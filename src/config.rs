// 该文件是 Kanjian （看见） 项目的一部分。
// src/config.rs - 流水线配置
//
// 本文件根据 Apache 许可证第 2.0 版（以下简称“许可证”）授权使用；
// 除非遵守该许可证条款，否则您不得使用本文件。
// 您可通过以下网址获取许可证副本：
// http://www.apache.org/licenses/LICENSE-2.0
// 除非适用法律要求或书面同意，根据本许可协议分发的软件均按“原样”提供，
// 不附带任何形式的明示或暗示的保证或条件。
// 有关许可权限与限制的具体条款，请参阅本许可协议。
//
// Copyright (C) 2026 Johann Li <me@qinka.pro>, Wareless Group

use std::{path::PathBuf, time::Duration};

use thiserror::Error;

use crate::{input::ChannelOrder, model::NmsScope};

pub const DEFAULT_INPUT_SIZE: u32 = 640;
pub const DEFAULT_CONF_THRESHOLD: f32 = 0.5;
pub const DEFAULT_IOU_THRESHOLD: f32 = 0.5;
pub const DEFAULT_MODEL_NAMESPACE: &str = "mlops-platform";
pub const DEFAULT_INPUT_NAME: &str = "images";
pub const DEFAULT_OUTPUT_NAME: &str = "output0";
pub const DEFAULT_STATIC_DIR: &str = "static";
pub const DEFAULT_SERVICE_HOST: &str = "localhost";
pub const DEFAULT_SERVICE_PORT: u16 = 8888;
pub const DEFAULT_REQUEST_TIMEOUT: Duration = Duration::from_secs(30);

#[derive(Error, Debug, PartialEq)]
pub enum ConfigError {
  #[error("{name} 必须位于 (0, 1] 区间内, 实际为 {value}")]
  ThresholdOutOfRange { name: &'static str, value: f32 },
  #[error("模型输入尺寸不能为零: {width}x{height}")]
  EmptyInputSize { width: u32, height: u32 },
  #[error("类别数量不能为零")]
  NoClasses,
}

/// 流水线配置
///
/// 所有字段在进程生命周期内只读，每个请求共享同一份配置。
#[derive(Debug, Clone)]
pub struct Settings {
  /// 模型输入宽度
  pub input_width: u32,
  /// 模型输入高度
  pub input_height: u32,
  /// 置信度阈值，同时用于解码过滤和绘制过滤
  pub conf_threshold: f32,
  /// NMS IoU 阈值
  pub iou_threshold: f32,
  pub nms_scope: NmsScope,
  /// 模型期望的通道顺序
  pub channel_order: ChannelOrder,
  /// 期望的类别数量；为 None 时由输出张量形状推断
  pub num_classes: Option<usize>,
  /// Triton 服务地址；为 None 时使用集群内地址
  pub triton_url: Option<String>,
  pub model_namespace: String,
  pub input_name: String,
  pub output_name: String,
  pub request_timeout: Duration,
  /// 结果图像保存目录
  pub static_dir: PathBuf,
  pub service_host: String,
  pub service_port: u16,
  /// 类别名称文件，每行一个名称
  pub labels_path: Option<PathBuf>,
  /// 标签字体文件
  pub font_path: Option<PathBuf>,
}

impl Default for Settings {
  fn default() -> Self {
    Self {
      input_width: DEFAULT_INPUT_SIZE,
      input_height: DEFAULT_INPUT_SIZE,
      conf_threshold: DEFAULT_CONF_THRESHOLD,
      iou_threshold: DEFAULT_IOU_THRESHOLD,
      nms_scope: NmsScope::default(),
      channel_order: ChannelOrder::default(),
      num_classes: None,
      triton_url: None,
      model_namespace: DEFAULT_MODEL_NAMESPACE.to_string(),
      input_name: DEFAULT_INPUT_NAME.to_string(),
      output_name: DEFAULT_OUTPUT_NAME.to_string(),
      request_timeout: DEFAULT_REQUEST_TIMEOUT,
      static_dir: PathBuf::from(DEFAULT_STATIC_DIR),
      service_host: DEFAULT_SERVICE_HOST.to_string(),
      service_port: DEFAULT_SERVICE_PORT,
      labels_path: None,
      font_path: None,
    }
  }
}

fn check_threshold(name: &'static str, value: f32) -> Result<(), ConfigError> {
  if value > 0.0 && value <= 1.0 {
    Ok(())
  } else {
    Err(ConfigError::ThresholdOutOfRange { name, value })
  }
}

impl Settings {
  pub fn validate(&self) -> Result<(), ConfigError> {
    check_threshold("conf_threshold", self.conf_threshold)?;
    check_threshold("iou_threshold", self.iou_threshold)?;
    if self.input_width == 0 || self.input_height == 0 {
      return Err(ConfigError::EmptyInputSize {
        width: self.input_width,
        height: self.input_height,
      });
    }
    if self.num_classes == Some(0) {
      return Err(ConfigError::NoClasses);
    }
    Ok(())
  }

  /// 解析推理服务地址
  ///
  /// 未显式配置时回退到 `{model_name}.{namespace}.svc.cluster.local:8000`。
  pub fn triton_endpoint(&self, model_name: &str) -> String {
    let raw = match &self.triton_url {
      Some(url) if !url.trim().is_empty() => url.trim().to_string(),
      _ => format!(
        "{}.{}.svc.cluster.local:8000",
        model_name, self.model_namespace
      ),
    };
    if raw.contains("://") {
      raw
    } else {
      format!("http://{}", raw)
    }
  }
}

#[cfg(test)]
mod tests {
  use super::*;

  #[test]
  fn default_settings_are_valid() {
    let settings = Settings::default();
    assert_eq!(settings.validate(), Ok(()));
    assert_eq!(settings.input_width, 640);
    assert_eq!(settings.input_height, 640);
  }

  #[test]
  fn rejects_thresholds_outside_unit_interval() {
    let settings = Settings {
      conf_threshold: 0.0,
      ..Settings::default()
    };
    assert!(matches!(
      settings.validate(),
      Err(ConfigError::ThresholdOutOfRange { name: "conf_threshold", .. })
    ));

    let settings = Settings {
      iou_threshold: 1.5,
      ..Settings::default()
    };
    assert!(settings.validate().is_err());

    let settings = Settings {
      iou_threshold: 1.0,
      ..Settings::default()
    };
    assert!(settings.validate().is_ok());
  }

  #[test]
  fn rejects_zero_input_size() {
    let settings = Settings {
      input_width: 0,
      ..Settings::default()
    };
    assert!(matches!(
      settings.validate(),
      Err(ConfigError::EmptyInputSize { .. })
    ));
  }

  #[test]
  fn endpoint_falls_back_to_cluster_address() {
    let settings = Settings::default();
    assert_eq!(
      settings.triton_endpoint("onnx-model"),
      "http://onnx-model.mlops-platform.svc.cluster.local:8000"
    );

    let settings = Settings {
      triton_url: Some("localhost:30401".to_string()),
      ..Settings::default()
    };
    assert_eq!(settings.triton_endpoint("onnx-model"), "http://localhost:30401");

    let settings = Settings {
      triton_url: Some("https://triton.example.com".to_string()),
      ..Settings::default()
    };
    assert_eq!(
      settings.triton_endpoint("onnx-model"),
      "https://triton.example.com"
    );
  }
}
::::
#### What to produce:
When a line contains the string "PathBuf", copy it from the records.

#### Task result:
use std::{path::PathBuf, time::Duration};
  pub static_dir: PathBuf,
  pub labels_path: Option<PathBuf>,
  pub font_path: Option<PathBuf>,
      static_dir: PathBuf::from(DEFAULT_STATIC_DIR),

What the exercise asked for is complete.